What we do is sand our parking lots, some use actual coarse sand, some use pea gravel and others like myself, with crushed 3/8 minus rock chips. What I've found is the sand while good for non-slip gets tracked into stores, etc and the stores don't like it, and pea gravel gets displaced too easily by vehicles, which is why we like the chips, its pretty jagged so it digs on an stays in place pretty good.

Now with our temps, sanding can be a real pain without good vibrators. The colder it gets the faster the load has to get put down or u wind up freezing up. I still see guys out with one guy riding on top push a pole down into the sander breaking up the load. Some folks add salt or icemelt to their pile or are lucky enough to have heated storage, but both add to overhead costs and for most small companies are not a viable option.

I run two different v-box sander setups:
1. 06 Chevy K3500 Duramax/Allison/9foot flatbed with a HiWay Super-P Stainless steel, High Capacity, 9ft sander. Holds 4.5 yards leveled, about 5 yards fully mounded. 
2. 03 Chevy K3500 Vortec/9foot flatbed with A Hiway Super-P 8ft sander. Holds 3 yards leveled, almost 3.5 yards fully mounded.

On the 3 yard sander, we have a Vibco Big Bertha mounted to a piece of 1/4" plate steel welded across the middle two ribs. This puts the thumper as I call it, in the middle of one side of the sander . 
On the 4.5 yard sander, we wanted to put a Big Bertha on it but the dealer didn't recommend it because the stainless is thinner gauge. they recommended and we bought the mini vibrators sold by Hiway. They are mounted one on each side. One about 15 inches from the top towards the front and the other about 15 inches from the bottom towards the back. They are bolted directly to the wall of the sander. (these ones are about the same as the Vibco DC-60).
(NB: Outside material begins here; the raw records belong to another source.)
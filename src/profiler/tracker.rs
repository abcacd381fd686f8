//! Ranked observation counts per runtime type.

use crate::symbol::{Symbol, SymbolTable};

/// A type paired with its monotonically-incrementing observation count.
#[derive(Clone, Copy, PartialEq, Eq, Debug)]
pub struct CountedType {
    ty: Symbol,
    count: u64,
}

impl CountedType {
    pub fn ty(&self) -> Symbol {
        self.ty
    }

    pub fn count(&self) -> u64 {
        self.count
    }
}

/// The mutable ranked collection the sampler feeds and the correlator reads.
///
/// Invariant: `total` equals the sum of all entry counts. Mutation happens
/// only inside safepoint-executed operations; ranking order is meaningful
/// only snapshot-to-snapshot.
#[derive(Default)]
pub struct TypeFrequencyTracker {
    entries: Vec<CountedType>,
    total: u64,
}

impl TypeFrequencyTracker {
    pub fn new() -> Self {
        Self::default()
    }

    /// Bumps the count for `ty`, creating the entry on first observation.
    pub fn record_access(&mut self, ty: Symbol) {
        self.total += 1;

        for entry in self.entries.iter_mut() {
            if entry.ty == ty {
                entry.count += 1;
                return;
            }
        }

        self.entries.push(CountedType { ty, count: 1 });
    }

    pub fn count_of(&self, ty: Symbol) -> u64 {
        self.entries
            .iter()
            .find(|entry| entry.ty == ty)
            .map_or(0, |entry| entry.count)
    }

    pub fn total(&self) -> u64 {
        self.total
    }

    pub fn len(&self) -> usize {
        self.entries.len()
    }

    pub fn is_empty(&self) -> bool {
        self.entries.is_empty()
    }

    /// Reorders entries by descending count. The sort is stable, so
    /// equal-count types keep first-observed-first order across calls.
    pub fn rank_descending(&mut self) {
        self.verify();
        self.entries.sort_by(|a, b| b.count.cmp(&a.count));
    }

    /// Discards every entry and resets the total.
    pub fn flush(&mut self) {
        self.verify();
        self.entries.clear();
        self.total = 0;
    }

    pub fn iter(&self) -> impl Iterator<Item = &CountedType> + '_ {
        self.entries.iter()
    }

    /// Dumps current entries in their current order.
    pub fn dump(&self, symbols: &SymbolTable) {
        for entry in &self.entries {
            log::info!(target: "profiler", "    {}", symbols.name(entry.ty));
        }
    }

    fn verify(&self) {
        let sum: u64 = self.entries.iter().map(|entry| entry.count).sum();
        assert_eq!(
            self.total, sum,
            "tracker total diverged from entry counts"
        );
    }
}
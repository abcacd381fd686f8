//! Periodic scheduling of the sampler and correlator passes.
//!
//! Each wrapper owns a timer thread that, once per interval, submits a
//! safepoint operation to the executor collaborator. The timer thread never
//! touches profiler state itself; the executor serializes the actual work
//! against every other pause-triggering activity.

use std::{
    sync::{
        atomic::{AtomicBool, Ordering},
        Arc,
    },
    thread::JoinHandle,
    time::Duration,
};

use parking_lot::{Condvar, Mutex};

use crate::{
    safepoint::{SafepointExecutor, VmOperation},
    traits::{HeapModel, ThreadSet},
};

use super::Profiler;

struct TaskShared {
    should_terminate: AtomicBool,
    lock: Mutex<()>,
    cond: Condvar,
}

/// A timer thread invoking a tick callback at a fixed interval until
/// disengaged. Disengage wakes the thread immediately instead of waiting out
/// the current interval.
pub struct PeriodicTask {
    shared: Arc<TaskShared>,
    handle: Option<JoinHandle<()>>,
}

impl PeriodicTask {
    pub fn engage(
        name: &'static str,
        interval: Duration,
        mut tick: impl FnMut() + Send + 'static,
    ) -> Self {
        let shared = Arc::new(TaskShared {
            should_terminate: AtomicBool::new(false),
            lock: Mutex::new(()),
            cond: Condvar::new(),
        });

        log::debug!(target: "profiler", "engaging {} every {:?}", name, interval);

        let thread_shared = shared.clone();
        let handle = std::thread::spawn(move || loop {
            {
                let mut guard = thread_shared.lock.lock();
                if !thread_shared.should_terminate.load(Ordering::Acquire) {
                    thread_shared.cond.wait_for(&mut guard, interval);
                }
            }

            if thread_shared.should_terminate.load(Ordering::Acquire) {
                break;
            }

            tick();
        });

        Self {
            shared,
            handle: Some(handle),
        }
    }

    pub fn disengage(mut self) {
        self.shutdown();
    }

    fn shutdown(&mut self) {
        self.shared.should_terminate.store(true, Ordering::Release);
        {
            let _guard = self.shared.lock.lock();
        }
        self.shared.cond.notify_all();

        if let Some(handle) = self.handle.take() {
            let _ = handle.join();
        }
    }
}

impl Drop for PeriodicTask {
    fn drop(&mut self) {
        self.shutdown();
    }
}

/// Safepoint operation: one stack-sampling pass over every live thread.
pub struct SampleThreadsOperation<T> {
    profiler: Arc<Profiler>,
    threads: Arc<T>,
}

impl<T: ThreadSet> VmOperation for SampleThreadsOperation<T> {
    fn name(&self) -> &'static str {
        "HotMethodSample"
    }

    fn doit(&mut self) {
        self.profiler.sample_threads(&*self.threads);
    }
}

/// Safepoint operation: one heap-correlation pass, flushing the tracker
/// afterwards to bound its growth between passes.
pub struct CorrelateHeapOperation<H> {
    profiler: Arc<Profiler>,
    heap: Arc<Mutex<H>>,
}

impl<H: HeapModel> VmOperation for CorrelateHeapOperation<H> {
    fn name(&self) -> &'static str {
        "HotTypeCorrelate"
    }

    fn doit(&mut self) {
        let mut heap = self.heap.lock();
        self.profiler.correlate_and_flush(&mut *heap);
    }
}

/// Engage/disengage handle for the periodic sampler.
#[derive(Default)]
pub struct SamplerTaskManager {
    task: Option<PeriodicTask>,
}

impl SamplerTaskManager {
    pub fn new() -> Self {
        Self::default()
    }

    pub fn engage<T>(
        &mut self,
        profiler: Arc<Profiler>,
        threads: Arc<T>,
        executor: Arc<dyn SafepointExecutor>,
    ) where
        T: ThreadSet + Send + Sync + 'static,
    {
        let interval = Duration::from_millis(profiler.arguments().sample_interval_ms as u64);

        self.task = Some(PeriodicTask::engage("hot-method-sampler", interval, move || {
            let mut op = SampleThreadsOperation {
                profiler: profiler.clone(),
                threads: threads.clone(),
            };
            executor.execute(&mut op);
        }));
    }

    pub fn disengage(&mut self) {
        if let Some(task) = self.task.take() {
            task.disengage();
        }
    }

    pub fn is_engaged(&self) -> bool {
        self.task.is_some()
    }
}

/// Engage/disengage handle for the periodic correlator.
#[derive(Default)]
pub struct CorrelatorTaskManager {
    task: Option<PeriodicTask>,
}

impl CorrelatorTaskManager {
    pub fn new() -> Self {
        Self::default()
    }

    pub fn engage<H>(
        &mut self,
        profiler: Arc<Profiler>,
        heap: Arc<Mutex<H>>,
        executor: Arc<dyn SafepointExecutor>,
    ) where
        H: HeapModel + Send + 'static,
    {
        let interval = Duration::from_millis(profiler.arguments().correlate_interval_ms as u64);
        let mut pass = 0usize;

        self.task = Some(PeriodicTask::engage(
            "hot-type-correlator",
            interval,
            move || {
                pass += 1;
                log::info!(target: "profiler", "Collection interval {}", pass);

                let mut op = CorrelateHeapOperation {
                    profiler: profiler.clone(),
                    heap: heap.clone(),
                };
                executor.execute(&mut op);
            },
        ));
    }

    pub fn disengage(&mut self) {
        if let Some(task) = self.task.take() {
            task.disengage();
        }
    }

    pub fn is_engaged(&self) -> bool {
        self.task.is_some()
    }
}
//! Error types for the profiler.

use thiserror::Error;

/// Errors surfaced by the profiler's public operations.
///
/// Most abnormal-but-expected outcomes in this crate are not errors at all
/// (an unknown method during sampling is skipped, a duplicate registry
/// creation returns `None`); this type covers the operations that must fail
/// loudly instead of silently doing nothing.
#[derive(Debug, Clone, PartialEq, Eq, Error)]
pub enum ProfilerError {
    /// A collector traversal shape that is declared but not adapted.
    #[error("unsupported traversal interception: {0}")]
    UnsupportedTraversal(&'static str),
}

pub type ProfilerResult<T> = Result<T, ProfilerError>;
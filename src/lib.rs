//! Profile-guided heap locality optimizer for garbage-collected runtimes.
//!
//! The crate samples call stacks at safepoints to learn which runtime types
//! hot compiled code touches, correlates those types against the live heap to
//! select a "hot set" under a byte budget, and reorders the references a
//! collector traverses so same-typed objects are processed contiguously.
//!
//! The embedding runtime supplies the heap, thread, object-model and
//! safepoint collaborators (see [`traits`] and [`safepoint`]); this crate
//! supplies the registries, the sampling and correlation passes, the reorder
//! adapters and the periodic scheduling around them.

pub mod env;
pub mod error;
pub mod profiler;
pub mod safepoint;
pub mod symbol;
pub mod traits;

pub use error::{ProfilerError, ProfilerResult};
pub use profiler::{Profiler, ProfilerArguments};
pub use symbol::{CompilerSymbol, Symbol, SymbolTable};

#[cfg(test)]
pub(crate) fn init_test_logging() {
    use once_cell::sync::Lazy;

    static GUARD: Lazy<()> = Lazy::new(|| {
        let _ = env_logger::builder().is_test(true).try_init();
    });

    Lazy::force(&GUARD);
}
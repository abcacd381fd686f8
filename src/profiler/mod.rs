//! The profile-guided heap-locality optimizer.
//!
//! Data flow: the JIT registers per-method access sets once per compiled
//! method; the periodic stack sampler attributes execution activity to types
//! through those sets; the periodic heap correlator turns the attributed
//! counts into a hot set under a byte budget and flushes the counts; the
//! reorder engine independently resorts collector traversals by type name.

use std::sync::Arc;

use parking_lot::{Mutex, MutexGuard};

use crate::{
    env::read_uint_from_env,
    symbol::{Symbol, SymbolTable},
    traits::{HeapModel, ThreadSet},
};

use self::{
    access_registry::{AccessRegistry, AccessSet, MethodKey},
    correlator::HeapCorrelator,
    sampler::StackSampler,
    tracker::TypeFrequencyTracker,
};

pub mod access_registry;
pub mod correlator;
pub mod reorder;
pub mod sampler;
pub mod scheduler;
pub mod tracker;

/// Tunables. The only configuration surface: two scheduling intervals and
/// the correlator's byte-size cutoff (0 = accept every tracked type).
#[derive(Clone, Copy, PartialEq, Eq, Debug)]
pub struct ProfilerArguments {
    pub sample_interval_ms: usize,
    pub correlate_interval_ms: usize,
    pub hot_set_cutoff: usize,
}

impl Default for ProfilerArguments {
    fn default() -> Self {
        Self {
            sample_interval_ms: 10,
            correlate_interval_ms: 1000,
            hot_set_cutoff: 500_000,
        }
    }
}

impl ProfilerArguments {
    pub fn from_env() -> Self {
        let mut args = Self::default();

        if let Some(value) = read_uint_from_env("HOTLAYOUT_SAMPLE_INTERVAL") {
            args.sample_interval_ms = value;
        }
        if let Some(value) = read_uint_from_env("HOTLAYOUT_CORRELATE_INTERVAL") {
            args.correlate_interval_ms = value;
        }
        if let Some(value) = read_uint_from_env("HOTLAYOUT_HOT_SET_CUTOFF") {
            args.hot_set_cutoff = value;
        }

        args
    }
}

/// Process-scoped profiler context: the access registry and frequency
/// tracker behind their single-writer locks, plus the shared symbol table.
///
/// Contention on the locks is impossible under the documented discipline
/// (all mutation happens inside serialized safepoint operations); they exist
/// so the context can be shared across the scheduling threads at all.
pub struct Profiler {
    arguments: ProfilerArguments,
    symbols: Arc<SymbolTable>,
    registry: Mutex<AccessRegistry>,
    tracker: Mutex<TypeFrequencyTracker>,
}

impl Profiler {
    pub fn new(symbols: Arc<SymbolTable>, arguments: ProfilerArguments) -> Arc<Self> {
        Arc::new(Self {
            arguments,
            symbols,
            registry: Mutex::new(AccessRegistry::new()),
            tracker: Mutex::new(TypeFrequencyTracker::new()),
        })
    }

    pub fn arguments(&self) -> &ProfilerArguments {
        &self.arguments
    }

    pub fn symbols(&self) -> &SymbolTable {
        &self.symbols
    }

    /// Compile-time entry point: publishes the access set for one compiled
    /// method. Returns `false` if a record for this key already exists, in
    /// which case nothing is created.
    pub fn register_method(&self, key: MethodKey, accesses: AccessSet) -> bool {
        self.registry.lock().create(key, accesses).is_some()
    }

    pub fn registry(&self) -> MutexGuard<'_, AccessRegistry> {
        self.registry.lock()
    }

    pub fn tracker(&self) -> MutexGuard<'_, TypeFrequencyTracker> {
        self.tracker.lock()
    }

    /// One sampling pass. Must be called from a safepoint operation.
    pub fn sample_threads(&self, threads: &dyn ThreadSet) {
        let registry = self.registry.lock();
        let mut tracker = self.tracker.lock();
        StackSampler::new(&registry, &mut tracker).sample(threads);
    }

    /// One correlation pass; the tracker keeps its counts. Must be called
    /// from a safepoint operation.
    pub fn correlate(&self, heap: &mut dyn HeapModel) -> Vec<Symbol> {
        let mut tracker = self.tracker.lock();
        HeapCorrelator::new(&mut tracker, &self.symbols).correlate(heap, self.arguments.hot_set_cutoff)
    }

    /// One correlation pass followed by a tracker flush, as the periodic
    /// wrapper drives it.
    pub fn correlate_and_flush(&self, heap: &mut dyn HeapModel) -> Vec<Symbol> {
        let mut tracker = self.tracker.lock();
        let hot_set =
            HeapCorrelator::new(&mut tracker, &self.symbols).correlate(heap, self.arguments.hot_set_cutoff);
        tracker.flush();
        hot_set
    }
}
What I have found is that the two small thumpers aren't strong enough to keep the load moving when temps are below 0 degrees, unless you can put the load out with-in about 30 minutes of loading and you keep them on almost constantly. While the Big Bertha will handle it with temps as low as -20. I'm trying to come up with a design for mounting a Big Bertha on my stainless steel unit or add more small ones.

Other things about sanding I have learned/noticed:

1. Cold sand = cold sander. If your sand pile is outside then keep the sander parked outside. and the reverse if you have an indoor heated sand pile keep your sander inside unless you have a heated sander either with vehicle exhaust or propane. The city and state both have propane heated sanders as well as do a few companies.

2. Loading: If material is loaded too fast then it tends to compress more over the upside down V above the conveyor. Material will still fill the bottom of the sander from the beginning but bridging will occur faster than if you load slow. Of course the colder it is the faster things bridge/freeze up.

3. Time and temp. As a general rule I tell my guys to put the load down in an hour or less. The colder it is the faster you should get your sander empty. "No bathroom breaks unless they are empty"

4. Keep the sander covered. If you get snow in the sander and the temps warm enough to melt it, when it refreezes you risk damaging your unit.

5. Don't leave sand in your sander. I had a buddy a couple years back, new to the business, that thought he would thought he get a jump on things by having his sander loaded and ready to go before he went out and plowed his route. His truck was parked outside for over 10 hours and the material froze up solid. He finished his plowing and jumped in his sander ; as soon as he tried to start sanding he broke both shear pins on his conveyor. Thank god for shear pins or he would have had to replace a brand new conveyor chain, gear box or worse. We parked it in my shop for a good 12 hours thawing it out. And he learned how to change shear pins.


----------



## elite1msmith (Sep 10, 2007)

im not thinking the vib is the correct thing to do... i think it will compact the sand and make ur problem worst,,.kinda liek loading it slowly..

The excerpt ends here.